After 1856, Dante Gabriel Rossetti became an inspiration for the medievalising strand of the movement. He was the link between the two types of Pre Raphaelite painting (nature and Romance) after the PRB became lost in the late 1800s. Rossetti, although the least committed to the brotherhood, continued the name and changed its style. He began painting versions of femme fatales using models like Jane Morris, in paintings such as: Proserpine, the blue silk dress, La Pia de' Tolomei, etc. His work influenced his friend William Morris, in whose firm Morris, Marshall, Faulkner & Co. he became a partner, and with whose wife Jane he may have had an affair. Ford Madox Brown and Edward Burne-Jones also became partners in the firm. Through Morris's company, the ideals of the Pre-Raphaelite Brotherhood influenced many interior designers and architects, arousing interest in medieval designs and other crafts leading to the Arts and Crafts movement headed by William Morris. Holman Hunt was involved with the movement to reform design through the Della Robbia Pottery company.

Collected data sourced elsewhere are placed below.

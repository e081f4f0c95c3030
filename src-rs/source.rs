//! Named image inputs: in-memory uploads, files, folders and zip archives.

use crate::error::{StitchError, StitchResult};
use std::borrow::Cow;
use std::fs::{self, File};
use std::io::Cursor;
use std::path::{Path, PathBuf};
use tempfile::TempDir;
use tracing::{debug, warn};

/// Extensions accepted when scanning a folder, matched case-insensitively.
pub const IMAGE_EXTENSIONS: &[&str] = &["png", "jpg", "jpeg", "bmp", "gif"];

#[derive(Debug, Clone, PartialEq, Eq)]
enum Origin {
    Memory(Vec<u8>),
    File(PathBuf),
    /// Lives in a run-scoped temp directory and may be removed after use.
    Extracted(PathBuf),
}

/// A named blob of image bytes.
#[derive(Debug, Clone, PartialEq, Eq)]
pub struct ImageSource {
    name: String,
    origin: Origin,
}

impl ImageSource {
    pub fn from_bytes(name: impl Into<String>, bytes: Vec<u8>) -> Self {
        Self {
            name: name.into(),
            origin: Origin::Memory(bytes),
        }
    }

    /// Source backed by a file; named after the file name. Bytes are read on demand.
    pub fn from_path(path: impl Into<PathBuf>) -> Self {
        let path = path.into();
        Self {
            name: file_name_of(&path),
            origin: Origin::File(path),
        }
    }

    fn extracted(path: PathBuf) -> Self {
        Self {
            name: file_name_of(&path),
            origin: Origin::Extracted(path),
        }
    }

    pub fn name(&self) -> &str {
        &self.name
    }

    /// Backing file, if the source is not held in memory.
    pub fn path(&self) -> Option<&Path> {
        match &self.origin {
            Origin::Memory(_) => None,
            Origin::File(path) | Origin::Extracted(path) => Some(path),
        }
    }

    pub fn read_bytes(&self) -> StitchResult<Cow<'_, [u8]>> {
        match &self.origin {
            Origin::Memory(bytes) => Ok(Cow::Borrowed(bytes)),
            Origin::File(path) | Origin::Extracted(path) => fs::read(path)
                .map(Cow::Owned)
                .map_err(|e| StitchError::io(path, e)),
        }
    }

    /// Delete the backing file if it was extracted for this run.
    ///
    /// Failures are logged; the temp directory sweeps leftovers on drop.
    pub fn release(&self) {
        if let Origin::Extracted(path) = &self.origin {
            if let Err(err) = fs::remove_file(path) {
                warn!("failed to remove extracted file {}: {err}", path.display());
            }
        }
    }
}

fn file_name_of(path: &Path) -> String {
    path.file_name()
        .map(|n| n.to_string_lossy().into_owned())
        .unwrap_or_else(|| path.display().to_string())
}

/// True when `name` carries one of the accepted image extensions.
pub fn is_image_name(name: &str) -> bool {
    Path::new(name)
        .extension()
        .and_then(|e| e.to_str())
        .map(|ext| {
            let ext = ext.to_ascii_lowercase();
            IMAGE_EXTENSIONS.contains(&ext.as_str())
        })
        .unwrap_or(false)
}

/// Sources for explicitly named files, in the given order.
pub fn sources_from_paths<P: AsRef<Path>>(paths: &[P]) -> StitchResult<Vec<ImageSource>> {
    paths
        .iter()
        .map(|p| {
            let path = p.as_ref();
            if !path.exists() {
                return Err(StitchError::InvalidLocation(path.to_path_buf()));
            }
            if !path.is_file() {
                return Err(StitchError::io(
                    path,
                    std::io::Error::new(std::io::ErrorKind::InvalidInput, "not a regular file"),
                ));
            }
            Ok(ImageSource::from_path(path))
        })
        .collect()
}

/// Check that `dir` exists and is a directory.
pub fn validate_folder(dir: &Path) -> StitchResult<()> {
    if !dir.exists() {
        return Err(StitchError::InvalidLocation(dir.to_path_buf()));
    }
    if !dir.is_dir() {
        return Err(StitchError::NotADirectory(dir.to_path_buf()));
    }
    Ok(())
}

fn list_image_files(dir: &Path) -> StitchResult<Vec<PathBuf>> {
    let mut files = Vec::new();
    for entry in fs::read_dir(dir).map_err(|e| StitchError::io(dir, e))? {
        let entry = entry.map_err(|e| StitchError::io(dir, e))?;
        let path = entry.path();
        if !path.is_file() {
            continue;
        }
        let name = entry.file_name();
        if is_image_name(&name.to_string_lossy()) {
            files.push(path);
        }
    }
    // read_dir order is platform-dependent; grouping is order-sensitive.
    files.sort_by(|a, b| a.file_name().cmp(&b.file_name()));
    Ok(files)
}

/// Image files directly inside `dir`, sorted by file name.
pub fn sources_from_folder(dir: &Path) -> StitchResult<Vec<ImageSource>> {
    validate_folder(dir)?;
    let sources: Vec<ImageSource> = list_image_files(dir)?
        .into_iter()
        .map(ImageSource::from_path)
        .collect();
    debug!("found {} images in {}", sources.len(), dir.display());
    Ok(sources)
}

/// A zip archive unpacked into a temporary directory for one run.
///
/// The directory and anything left in it are removed when this is dropped.
pub struct ExtractedArchive {
    dir: TempDir,
    sources: Vec<ImageSource>,
}

impl ExtractedArchive {
    pub fn open(path: &Path) -> StitchResult<Self> {
        if !path.is_file() {
            return Err(StitchError::InvalidLocation(path.to_path_buf()));
        }
        let file = File::open(path).map_err(|e| StitchError::io(path, e))?;
        Self::extract(zip::ZipArchive::new(file)?)
    }

    pub fn from_bytes(bytes: &[u8]) -> StitchResult<Self> {
        Self::extract(zip::ZipArchive::new(Cursor::new(bytes))?)
    }

    fn extract<R: std::io::Read + std::io::Seek>(mut archive: zip::ZipArchive<R>) -> StitchResult<Self> {
        let dir = tempfile::Builder::new()
            .prefix("image-stitch-")
            .tempdir()
            .map_err(|e| StitchError::io(std::env::temp_dir(), e))?;
        archive.extract(dir.path())?;
        // Only the top level counts, like a folder scan.
        let sources = list_image_files(dir.path())?
            .into_iter()
            .map(ImageSource::extracted)
            .collect::<Vec<_>>();
        debug!(
            "extracted {} images into {}",
            sources.len(),
            dir.path().display()
        );
        Ok(Self { dir, sources })
    }

    pub fn sources(&self) -> &[ImageSource] {
        &self.sources
    }

    pub fn path(&self) -> &Path {
        self.dir.path()
    }
}
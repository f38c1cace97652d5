#![allow(dead_code)]

use quotaguard::rate_limit::CallerInfo;
use quotaguard::{Decision, LimitStore, Policy};
use std::net::IpAddr;
use std::sync::atomic::{AtomicUsize, Ordering};
use std::sync::Arc;

pub const T0: u64 = 1_700_000_000_000;

/// Minimal HTTP-ish request for the standard identification chain.
#[derive(Debug, Clone)]
pub struct Request {
    pub path: &'static str,
    pub user: Option<String>,
    pub peer: Option<IpAddr>,
}

impl Request {
    pub fn anonymous(peer: &str) -> Self {
        Self { path: "/", user: None, peer: peer.parse().ok() }
    }

    pub fn user(id: &str, peer: &str) -> Self {
        Self { path: "/", user: Some(id.to_string()), peer: peer.parse().ok() }
    }

    pub fn unknown() -> Self {
        Self { path: "/", user: None, peer: None }
    }
}

impl CallerInfo for Request {
    fn user_id(&self) -> Option<&str> {
        self.user.as_deref()
    }

    fn origin(&self) -> Option<IpAddr> {
        self.peer
    }
}

#[derive(Debug, thiserror::Error)]
#[error("backend unreachable")]
pub struct Unreachable;

/// A store whose every call fails, counting how often it was asked.
#[derive(Clone, Default)]
pub struct FailingStore {
    pub calls: Arc<AtomicUsize>,
}

impl FailingStore {
    pub fn calls(&self) -> usize {
        self.calls.load(Ordering::SeqCst)
    }
}

#[async_trait::async_trait]
impl LimitStore for FailingStore {
    type Error = Unreachable;

    async fn attempt(&self, _identifier: &str, _policy: &Policy) -> Result<Decision, Self::Error> {
        self.calls.fetch_add(1, Ordering::SeqCst);
        Err(Unreachable)
    }
}

pub fn init_tracing() {
    let _ = tracing_subscriber::fmt().with_test_writer().with_max_level(tracing::Level::DEBUG).try_init();
}

/// Handler that echoes the request path and counts calls.
#[derive(Clone, Default)]
pub struct Echo {
    pub hits: Arc<AtomicUsize>,
}

impl Echo {
    pub fn hits(&self) -> usize {
        self.hits.load(Ordering::SeqCst)
    }
}

impl tower::Service<Request> for Echo {
    type Response = &'static str;
    type Error = std::io::Error;
    type Future = futures::future::Ready<Result<Self::Response, Self::Error>>;

    fn poll_ready(
        &mut self,
        _cx: &mut std::task::Context<'_>,
    ) -> std::task::Poll<Result<(), Self::Error>> {
        std::task::Poll::Ready(Ok(()))
    }

    fn call(&mut self, req: Request) -> Self::Future {
        self.hits.fetch_add(1, Ordering::SeqCst);
        futures::future::ready(Ok(req.path))
    }
}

After 1850, Hunt and Millais moved away from direct imitation of medieval art. They stressed the realist and scientific aspects of the movement, though Hunt continued to emphasise the spiritual significance of art, seeking to reconcile religion and science by making accurate observations and studies of locations in Egypt and Palestine for his paintings on biblical subjects. In contrast, Millais abandoned Pre-Raphaelitism after 1860, adopting a much broader and looser style influenced by Reynolds. William Morris and others condemned his reversal of principles.
The movement influenced many later British artists into the 20th century. Rossetti came to be seen as a precursor of the wider European Symbolist movement. In the late 20th century the Brotherhood of Ruralists based its aims on Pre-Raphaelitism, while the Stuckists and the Birmingham Group have also derived inspiration from it.
Birmingham Museum & Art Gallery has a world-renowned collection of works by Burne-Jones and the Pre-Raphaelites that, some claim, strongly influenced the young J.R.R. Tolkien, who wrote The Hobbit and The Lord of the Rings, with influences taken from the same mythological scenes portrayed by the Pre-Raphaelites.
In the 20th century artistic ideals changed and art moved away from representing reality. Since the Pre-Raphaelites were fixed on portraying things with near-photographic precision, though with a distinctive attention to detailed surface-patterns, their work was devalued by many painters and critics. After the First World War, British Modernists associated Pre-Raphaelite art with the repressive and backward times in which they grew up. In the 1960s there was a major revival of Pre-Raphaelitism. Exhibitions and catalogues of works, culminating in a 1984 exhibition in London's Tate Gallery, re-established a canon of Pre-Raphaelite work.
In September 2012, Pre-Raphaelite art was on show at the Tate Britain).